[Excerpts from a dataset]
○ ○ ○ ○ ○

// src/ingest.rs

//! Named-pipe ingestion.
//!
//! The metadata producer writes newline-delimited `key=value` lines into a FIFO
//! and terminates each record with an empty line. Reading is a single blocking
//! loop; records are handed to the caller one at a time.

use anyhow::{bail, Context, Result};
use log::*;
use nix::sys::stat::Mode;
use nix::unistd::mkfifo;
use std::fs::File;
use std::io::{BufRead, BufReader};
use std::os::unix::fs::FileTypeExt;
use std::path::Path;

use crate::metadata::MetadataRecord;

/// Read buffer size for the pipe.
const PIPE_BUFFER_SIZE: usize = 1024;

/// Makes sure `path` is a FIFO, creating it (mode 0644) if nothing is there.
pub fn ensure_fifo(path: &Path) -> Result<()> {
    match std::fs::metadata(path) {
        Ok(meta) if meta.file_type().is_fifo() => {
            debug!("ensure_fifo: '{}' already exists", path.display());
            Ok(())
        }
        Ok(_) => bail!("'{}' exists but is not a FIFO", path.display()),
        Err(e) if e.kind() == std::io::ErrorKind::NotFound => {
            mkfifo(path, Mode::from_bits_truncate(0o644))
                .with_context(|| format!("Failed to create FIFO '{}'", path.display()))?;
            info!("Created FIFO '{}'", path.display());
            Ok(())
        }
        Err(e) => {
            Err(e).with_context(|| format!("Failed to stat metadata pipe '{}'", path.display()))
        }
    }
}

/// Opens the pipe for reading. Blocks until a writer shows up.
pub fn open_pipe(path: &Path) -> Result<RecordReader<BufReader<File>>> {
    info!("Waiting for a writer on '{}'", path.display());
    let file = File::open(path)
        .with_context(|| format!("Failed to open metadata pipe '{}'", path.display()))?;
    Ok(RecordReader::new(BufReader::with_capacity(
        PIPE_BUFFER_SIZE,
        file,
    )))
}

/// Splits a byte stream into `MetadataRecord`s.
pub struct RecordReader<R: BufRead> {
    reader: R,
    line: Vec<u8>,
    pending: MetadataRecord,
}

impl<R: BufRead> RecordReader<R> {
    pub fn new(reader: R) -> Self {
        Self {
            reader,
            line: Vec::with_capacity(256),
            pending: MetadataRecord::new(),
        }
    }

    /// Blocks until the next record is complete.
    ///
    /// End of stream flushes a pending partial record first.
    ///
    /// # Returns
    /// `Ok(None)` at end of stream
    pub fn next_record(&mut self) -> Result<Option<MetadataRecord>> {
        loop {
            self.line.clear();
            let read = self
                .reader
                .read_until(b'\n', &mut self.line)
                .context("Failed to read from metadata pipe")?;

            if read == 0 {
                if self.pending.is_empty() {
                    return Ok(None);
                }
                debug!("RecordReader: flushing partial record at end of stream");
                return Ok(Some(std::mem::take(&mut self.pending)));
            }

            let line = String::from_utf8_lossy(&self.line);
            if line.trim().is_empty() {
                if self.pending.is_empty() {
                    trace!("RecordReader: ignoring blank line between records");
                    continue;
                }
                return Ok(Some(std::mem::take(&mut self.pending)));
            }
            self.pending.push_line(&line);
        }
    }
}

/// Feeds every record to `on_record` until the stream ends or fails.
///
/// # Returns
/// The number of records delivered
pub fn pump<R: BufRead>(
    reader: &mut RecordReader<R>,
    mut on_record: impl FnMut(MetadataRecord),
) -> usize {
    let mut delivered = 0;
    loop {
        match reader.next_record() {
            Ok(Some(record)) => {
                delivered += 1;
                on_record(record);
            }
            Ok(None) => {
                info!("Metadata pipe closed after {} records", delivered);
                break;
            }
            Err(e) => {
                error!("Stopping ingestion: {:#}", e);
                break;
            }
        }
    }
    delivered
}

○ ○ ○ ○ ○

The task: Transcribe the entries above word for word, from the first line through the line containing "const PIPE_BUFFER_SIZE: usize = 1024;", and nothing else.

Response to the task:
// src/ingest.rs

//! Named-pipe ingestion.
//!
//! The metadata producer writes newline-delimited `key=value` lines into a FIFO
//! and terminates each record with an empty line. Reading is a single blocking
//! loop; records are handed to the caller one at a time.

use anyhow::{bail, Context, Result};
use log::*;
use nix::sys::stat::Mode;
use nix::unistd::mkfifo;
use std::fs::File;
use std::io::{BufRead, BufReader};
use std::os::unix::fs::FileTypeExt;
use std::path::Path;

use crate::metadata::MetadataRecord;

/// Read buffer size for the pipe.
const PIPE_BUFFER_SIZE: usize = 1024;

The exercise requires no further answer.